Why am I still thinking about the past?

I'm 20 years old. I have been friends with this guy since I was 14. We were extremely close. We talked all the time and spent tons of time together. He was always there for me. In fact, he was the first man to ever tell me that I was beautiful. Being young and stupid, I never caught on that he liked me more than a friend. Yet he stuck it out through me having different boyfriends and going through phases. While in a relationship with my current boyfriend, we were having some troubles and took a short break from each other. While my friend was comforting me, he was hugging and cuddling me and making sure I was okay. That was when he admitted all of his true feelings for me. He said that he's been in love with me for years and we kissed. Nothing more. Being as oblivious as I am, I was caught extremely off-guard. I was and am in love with my boyfriend, but I can't say that I didn't ever thing about what it would be like to be with my friend. After thinking about it for a while, I decided to stay with my boyfriend, as I have been with him 3 years and I can see my life with him. Sadly, that has caused my friend to grow distant from me. We used to talk every day all the time, now it's maybe once a week if even that. I can't blame him, but it makes me really sad. I love my boyfriend and we have a definite future together, but sometimes I can't help but wonder what life would be like to be with my friend instead.

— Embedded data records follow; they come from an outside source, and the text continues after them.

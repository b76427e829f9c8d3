use std::sync::Arc;

use base64::Engine as _;
use serde::{Deserialize, Serialize};

use super::ollama::VisionClient;
use super::text_sources;
use super::ExtractError;
use crate::ingest::format::FileCategory;

/// One staged file handed to the extractor.
pub struct SourceFile {
    pub original_name: String,
    pub category: FileCategory,
    pub bytes: Vec<u8>,
}

/// Result of a successful extraction run.
#[derive(Debug, Clone, Serialize, Deserialize)]
pub struct Extraction {
    pub markdown: String,
    pub model_used: String,
    pub confidence: f32,
    pub extracted_at: chrono::NaiveDateTime,
}

/// Runs the upload-to-exposé extraction: collects text layers, encodes
/// images, builds the prompt and calls the vision model once.
pub struct ExposeExtractor {
    client: Arc<dyn VisionClient>,
    model: String,
}

impl ExposeExtractor {
    pub fn new(client: Arc<dyn VisionClient>, model: String) -> Self {
        Self { client, model }
    }

    pub fn model(&self) -> &str {
        &self.model
    }

    /// Extract an exposé from the session's sources.
    ///
    /// Formats that cannot contribute (legacy .doc, scanned PDFs) abort
    /// the run with an error naming the offending file, so the user can
    /// fix the upload instead of silently losing a document.
    pub fn extract(
        &self,
        sources: &[SourceFile],
        manual_text: &str,
    ) -> Result<Extraction, ExtractError> {
        let _span = tracing::info_span!(
            "expose_extract",
            model = %self.model,
            source_count = sources.len(),
        )
        .entered();
        let start = std::time::Instant::now();

        let mut text_parts: Vec<String> = Vec::new();
        if !manual_text.trim().is_empty() {
            text_parts.push(manual_text.trim().to_string());
        }

        let mut images: Vec<String> = Vec::new();

        for source in sources {
            match source.category {
                FileCategory::DigitalPdf => {
                    let text = text_sources::pdf_text(&source.original_name, &source.bytes)?;
                    if !text.is_empty() {
                        text_parts.push(text);
                    }
                }
                FileCategory::WordDocx => {
                    let text = text_sources::docx_text(&source.original_name, &source.bytes)?;
                    if !text.is_empty() {
                        text_parts.push(text);
                    }
                }
                FileCategory::Image => {
                    images.push(base64::engine::general_purpose::STANDARD.encode(&source.bytes));
                }
                FileCategory::WordLegacy => {
                    return Err(ExtractError::LegacyWord {
                        filename: source.original_name.clone(),
                    });
                }
                FileCategory::ScannedPdf => {
                    return Err(ExtractError::ScannedPdf {
                        filename: source.original_name.clone(),
                    });
                }
                FileCategory::PlainText | FileCategory::Unsupported => {
                    // Both are rejected at upload; a stale session entry is
                    // a bug upstream. Pasted text arrives as manual_text.
                    tracing::warn!(file = %source.original_name, "Skipping source that cannot contribute");
                }
            }
        }

        if text_parts.is_empty() && images.is_empty() {
            return Err(ExtractError::NoSources);
        }

        let combined_text = if text_parts.is_empty() {
            None
        } else {
            Some(text_parts.join("\n\n---\n\n"))
        };

        let prompt = super::prompt::build_prompt(combined_text.as_deref(), !images.is_empty());

        let markdown = self
            .client
            .chat_with_images(&self.model, &prompt, &images)?;
        let markdown = markdown.trim().to_string();

        if markdown.is_empty() {
            return Err(ExtractError::EmptyResponse);
        }

        let confidence = compute_heuristic_confidence(&markdown);

        tracing::info!(
            model = %self.model,
            elapsed_ms = %start.elapsed().as_millis(),
            image_count = images.len(),
            markdown_len = markdown.len(),
            confidence,
            "Exposé extraction complete"
        );

        Ok(Extraction {
            markdown,
            model_used: self.model.clone(),
            confidence,
            extracted_at: chrono::Local::now().naive_local(),
        })
    }
}

/// Compute a heuristic confidence score over the returned exposé.
///
/// Vision models give no per-field confidence, so we estimate from
/// output characteristics: length as the primary signal, structure
/// markers (headline, bold headings, bullets) as bonuses. Capped at
/// 0.95 — never claim certainty for heuristic scoring.
fn compute_heuristic_confidence(markdown: &str) -> f32 {
    if markdown.is_empty() {
        return 0.0;
    }

    let len = markdown.len();

    let base: f32 = if len < 50 {
        0.2
    } else if len < 200 {
        0.4
    } else if len < 500 {
        0.6
    } else {
        0.8
    };

    let has_headline = markdown.lines().any(|l| l.starts_with("## "));
    let has_headings = markdown
        .lines()
        .any(|l| l.starts_with("**") && l.trim_end().ends_with("**"));
    let has_bullets = markdown.lines().any(|l| l.trim_start().starts_with("- "));

    let bonus: f32 = if has_headline { 0.05 } else { 0.0 }
        + if has_headings { 0.05 } else { 0.0 }
        + if has_bullets { 0.03 } else { 0.0 };

    (base + bonus).min(0.95)
}

#[cfg(test)]
mod tests {
    use super::*;
    use crate::extract::ollama::MockVisionClient;
    use crate::extract::prompt::EXTRACTION_PROMPT;

    const SAMPLE_EXPOSE: &str = "\
## FAMILIE WEBER AUS DORTMUND

**Familienmitglieder:**
- Thomas Weber, 45, Elektriker
- Sandra Weber, 42, Erzieherin

**Budget:** 12.000 €

**Wünsche für den Garten:**
- Terrasse mit Überdachung
- Spielbereich für die Kinder";

    fn image_source() -> SourceFile {
        SourceFile {
            original_name: "bogen_scan.jpg".into(),
            category: FileCategory::Image,
            bytes: vec![0xFF, 0xD8, 0xFF, 0xE0],
        }
    }

    #[test]
    fn extract_from_images_only() {
        let client = Arc::new(MockVisionClient::new(SAMPLE_EXPOSE));
        let extractor = ExposeExtractor::new(client.clone(), "qwen2.5vl:7b".into());

        let result = extractor.extract(&[image_source()], "").unwrap();
        assert!(result.markdown.contains("FAMILIE WEBER"));
        assert_eq!(result.model_used, "qwen2.5vl:7b");

        let call = client.last_call().unwrap();
        assert_eq!(call.image_count, 1);
        assert_eq!(call.prompt, EXTRACTION_PROMPT);
    }

    #[test]
    fn extract_from_text_only() {
        let client = Arc::new(MockVisionClient::new(SAMPLE_EXPOSE));
        let extractor = ExposeExtractor::new(client.clone(), "qwen2.5vl:7b".into());

        let result = extractor
            .extract(&[], "Familie Weber, Budget 12.000 €")
            .unwrap();
        assert!(!result.markdown.is_empty());

        let call = client.last_call().unwrap();
        assert_eq!(call.image_count, 0);
        assert!(call.prompt.contains("Familie Weber, Budget 12.000 €"));
        assert!(!call.prompt.contains("TEXTUELLE INFORMATIONEN"));
    }

    #[test]
    fn extract_combined_labels_text_block() {
        let client = Arc::new(MockVisionClient::new(SAMPLE_EXPOSE));
        let extractor = ExposeExtractor::new(client.clone(), "qwen2.5vl:7b".into());

        extractor
            .extract(&[image_source()], "Notizen aus dem Telefonat")
            .unwrap();

        let call = client.last_call().unwrap();
        assert_eq!(call.image_count, 1);
        assert!(call.prompt.contains("TEXTUELLE INFORMATIONEN:\nNotizen aus dem Telefonat"));
        assert!(call.prompt.ends_with("GESCANNTE DOKUMENTE/BILDER:"));
    }

    #[test]
    fn no_sources_is_an_error() {
        let client = Arc::new(MockVisionClient::new(SAMPLE_EXPOSE));
        let extractor = ExposeExtractor::new(client, "m".into());

        let result = extractor.extract(&[], "   ");
        assert!(matches!(result, Err(ExtractError::NoSources)));
    }

    #[test]
    fn legacy_word_aborts_with_filename() {
        let client = Arc::new(MockVisionClient::new(SAMPLE_EXPOSE));
        let extractor = ExposeExtractor::new(client, "m".into());

        let source = SourceFile {
            original_name: "alt.doc".into(),
            category: FileCategory::WordLegacy,
            bytes: vec![0xD0, 0xCF, 0x11, 0xE0],
        };
        let err = extractor.extract(&[source], "").unwrap_err();
        assert!(err.to_string().contains("alt.doc"), "{err}");
    }

    #[test]
    fn scanned_pdf_aborts_with_advice() {
        let client = Arc::new(MockVisionClient::new(SAMPLE_EXPOSE));
        let extractor = ExposeExtractor::new(client, "m".into());

        let source = SourceFile {
            original_name: "scan.pdf".into(),
            category: FileCategory::ScannedPdf,
            bytes: b"%PDF-1.4".to_vec(),
        };
        let err = extractor.extract(&[source], "").unwrap_err();
        assert!(err.to_string().contains("photos"), "{err}");
    }

    #[test]
    fn empty_model_response_is_an_error() {
        let client = Arc::new(MockVisionClient::new("   "));
        let extractor = ExposeExtractor::new(client, "m".into());

        let result = extractor.extract(&[image_source()], "");
        assert!(matches!(result, Err(ExtractError::EmptyResponse)));
    }

    #[test]
    fn text_file_sources_are_skipped() {
        // Free text reaches extraction as manual_text, never as a file
        let client = Arc::new(MockVisionClient::new(SAMPLE_EXPOSE));
        let extractor = ExposeExtractor::new(client.clone(), "m".into());

        let source = SourceFile {
            original_name: "notizen.txt".into(),
            category: FileCategory::PlainText,
            bytes: b"Garten 400qm, Hanglage".to_vec(),
        };
        extractor
            .extract(&[source, image_source()], "Aus der E-Mail")
            .unwrap();

        let call = client.last_call().unwrap();
        assert!(call.prompt.contains("Aus der E-Mail"));
        assert!(!call.prompt.contains("Garten 400qm, Hanglage"));
    }

    // ── confidence heuristic ──

    #[test]
    fn confidence_empty_is_zero() {
        assert_eq!(compute_heuristic_confidence(""), 0.0);
    }

    #[test]
    fn confidence_short_text_is_low() {
        let c = compute_heuristic_confidence("Hallo");
        assert!((c - 0.2).abs() < f32::EPSILON, "short: {c}");
    }

    #[test]
    fn confidence_structured_expose_scores_high() {
        let text = format!("{SAMPLE_EXPOSE}\n{}", "x".repeat(400));
        let c = compute_heuristic_confidence(&text);
        // 0.8 length + 0.05 headline + 0.05 headings + 0.03 bullets
        assert!((c - 0.93).abs() < 0.01, "structured: {c}");
    }

    #[test]
    fn confidence_capped() {
        let text = format!("## T\n**H**\n- b\n{}", "x".repeat(2000));
        assert!(compute_heuristic_confidence(&text) <= 0.95);
    }
}
//! API error types with structured JSON responses.

use axum::http::StatusCode;
use axum::response::{IntoResponse, Response};
use axum::Json;
use serde::Serialize;

use crate::expose::ExportError;
use crate::extract::ExtractError;
use crate::ingest::IngestError;

/// Structured error response body.
#[derive(Debug, Serialize)]
pub struct ErrorBody {
    pub error: ErrorDetail,
}

#[derive(Debug, Serialize)]
pub struct ErrorDetail {
    pub code: &'static str,
    pub message: String,
}

/// API-level errors with HTTP status mapping.
#[derive(Debug, thiserror::Error)]
pub enum ApiError {
    #[error("Not found: {0}")]
    NotFound(String),
    #[error("Invalid request: {0}")]
    BadRequest(String),
    #[error("Nothing to analyze — upload at least one file or enter text")]
    NoSources,
    #[error("Unsupported file type: {0}")]
    UnsupportedMedia(String),
    #[error("File too large: {0}")]
    PayloadTooLarge(String),
    #[error("Upload limit reached for this session")]
    UploadLimit,
    #[error("Unusable source: {0}")]
    UnusableSource(String),
    #[error("No exposé content yet — run the analysis first")]
    NoContent,
    #[error("Extraction backend unavailable: {0}")]
    ExtractorUnavailable(String),
    #[error("Internal error: {0}")]
    Internal(String),
}

impl IntoResponse for ApiError {
    fn into_response(self) -> Response {
        let (status, code, message) = match &self {
            ApiError::NotFound(detail) => (StatusCode::NOT_FOUND, "NOT_FOUND", detail.clone()),
            ApiError::BadRequest(detail) => {
                (StatusCode::BAD_REQUEST, "BAD_REQUEST", detail.clone())
            }
            ApiError::NoSources => (
                StatusCode::BAD_REQUEST,
                "NO_SOURCES",
                self.to_string(),
            ),
            ApiError::UnsupportedMedia(detail) => (
                StatusCode::UNSUPPORTED_MEDIA_TYPE,
                "UNSUPPORTED_MEDIA",
                detail.clone(),
            ),
            ApiError::PayloadTooLarge(detail) => (
                StatusCode::PAYLOAD_TOO_LARGE,
                "PAYLOAD_TOO_LARGE",
                detail.clone(),
            ),
            ApiError::UploadLimit => (
                StatusCode::TOO_MANY_REQUESTS,
                "UPLOAD_LIMIT",
                self.to_string(),
            ),
            ApiError::UnusableSource(detail) => (
                StatusCode::UNPROCESSABLE_ENTITY,
                "UNUSABLE_SOURCE",
                detail.clone(),
            ),
            ApiError::NoContent => (StatusCode::CONFLICT, "NO_CONTENT", self.to_string()),
            ApiError::ExtractorUnavailable(detail) => (
                StatusCode::BAD_GATEWAY,
                "EXTRACTOR_UNAVAILABLE",
                detail.clone(),
            ),
            ApiError::Internal(detail) => {
                tracing::error!(detail, "API internal error");
                (
                    StatusCode::INTERNAL_SERVER_ERROR,
                    "INTERNAL",
                    "An internal error occurred".to_string(),
                )
            }
        };

        let body = ErrorBody {
            error: ErrorDetail { code, message },
        };

        (status, Json(body)).into_response()
    }
}

impl From<IngestError> for ApiError {
    fn from(err: IngestError) -> Self {
        match err {
            IngestError::UnsupportedFormat => ApiError::UnsupportedMedia(
                "File type not supported. Please send a PDF, Word document or image.".into(),
            ),
            IngestError::FileTooLarge { size, max } => ApiError::PayloadTooLarge(format!(
                "File is {size} bytes, maximum is {max}"
            )),
            IngestError::ImageProcessing(detail) => {
                ApiError::BadRequest(format!("Cannot read image: {detail}"))
            }
            IngestError::Io(e) => ApiError::Internal(e.to_string()),
        }
    }
}

impl From<ExtractError> for ApiError {
    fn from(err: ExtractError) -> Self {
        match err {
            ExtractError::NoSources => ApiError::NoSources,
            ExtractError::OllamaConnection(_)
            | ExtractError::OllamaApi { .. }
            | ExtractError::HttpClient(_)
            | ExtractError::ResponseParsing(_)
            | ExtractError::EmptyResponse => ApiError::ExtractorUnavailable(err.to_string()),
            ExtractError::PdfParsing { .. }
            | ExtractError::DocxParsing { .. }
            | ExtractError::LegacyWord { .. }
            | ExtractError::ScannedPdf { .. } => ApiError::UnusableSource(err.to_string()),
            ExtractError::Io(e) => ApiError::Internal(e.to_string()),
        }
    }
}

impl From<ExportError> for ApiError {
    fn from(err: ExportError) -> Self {
        match err {
            ExportError::NoContent => ApiError::NoContent,
            ExportError::Pdf(detail) => ApiError::Internal(detail),
            ExportError::Io(e) => ApiError::Internal(e.to_string()),
        }
    }
}

#[cfg(test)]
mod tests {
    use super::*;
    use axum::body::to_bytes;

    #[tokio::test]
    async fn not_found_returns_404() {
        let response = ApiError::NotFound("Session not found".into()).into_response();
        assert_eq!(response.status(), StatusCode::NOT_FOUND);
        let body = to_bytes(response.into_body(), 1024).await.unwrap();
        let json: serde_json::Value = serde_json::from_slice(&body).unwrap();
        assert_eq!(json["error"]["code"], "NOT_FOUND");
    }

    #[tokio::test]
    async fn no_sources_returns_400() {
        let response = ApiError::NoSources.into_response();
        assert_eq!(response.status(), StatusCode::BAD_REQUEST);
        let body = to_bytes(response.into_body(), 1024).await.unwrap();
        let json: serde_json::Value = serde_json::from_slice(&body).unwrap();
        assert_eq!(json["error"]["code"], "NO_SOURCES");
    }

    #[tokio::test]
    async fn unsupported_media_returns_415() {
        let err: ApiError = IngestError::UnsupportedFormat.into();
        let response = err.into_response();
        assert_eq!(response.status(), StatusCode::UNSUPPORTED_MEDIA_TYPE);
    }

    #[tokio::test]
    async fn upload_limit_returns_429() {
        let response = ApiError::UploadLimit.into_response();
        assert_eq!(response.status(), StatusCode::TOO_MANY_REQUESTS);
    }

    #[tokio::test]
    async fn ollama_down_maps_to_502() {
        let err: ApiError = ExtractError::OllamaConnection("http://localhost:11434".into()).into();
        let response = err.into_response();
        assert_eq!(response.status(), StatusCode::BAD_GATEWAY);
        let body = to_bytes(response.into_body(), 1024).await.unwrap();
        let json: serde_json::Value = serde_json::from_slice(&body).unwrap();
        assert_eq!(json["error"]["code"], "EXTRACTOR_UNAVAILABLE");
    }

    #[tokio::test]
    async fn scanned_pdf_maps_to_422() {
        let err: ApiError = ExtractError::ScannedPdf {
            filename: "scan.pdf".into(),
        }
        .into();
        let response = err.into_response();
        assert_eq!(response.status(), StatusCode::UNPROCESSABLE_ENTITY);
        let body = to_bytes(response.into_body(), 1024).await.unwrap();
        let json: serde_json::Value = serde_json::from_slice(&body).unwrap();
        assert!(json["error"]["message"]
            .as_str()
            .unwrap()
            .contains("scan.pdf"));
    }

    #[tokio::test]
    async fn export_without_content_maps_to_409() {
        let err: ApiError = ExportError::NoContent.into();
        let response = err.into_response();
        assert_eq!(response.status(), StatusCode::CONFLICT);
    }

    #[tokio::test]
    async fn internal_hides_details() {
        let response = ApiError::Internal("db exploded".into()).into_response();
        assert_eq!(response.status(), StatusCode::INTERNAL_SERVER_ERROR);
        let body = to_bytes(response.into_body(), 1024).await.unwrap();
        let json: serde_json::Value = serde_json::from_slice(&body).unwrap();
        assert_eq!(json["error"]["message"], "An internal error occurred");
    }
}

Though he admitted his love for me over a year ago, it keeps rolling through my mind. I care for him a lot, I always have and always will. I guess my question is why? Why did he wait that long to tell me? Or rather, why didn't I ever notice the obvious hints and signs he was putting out? But mainly, why is life so confusing?
katej10
Asked Mar 30, 2013
You yourself found the problem...try meditation or yoga to bring peace to the mind.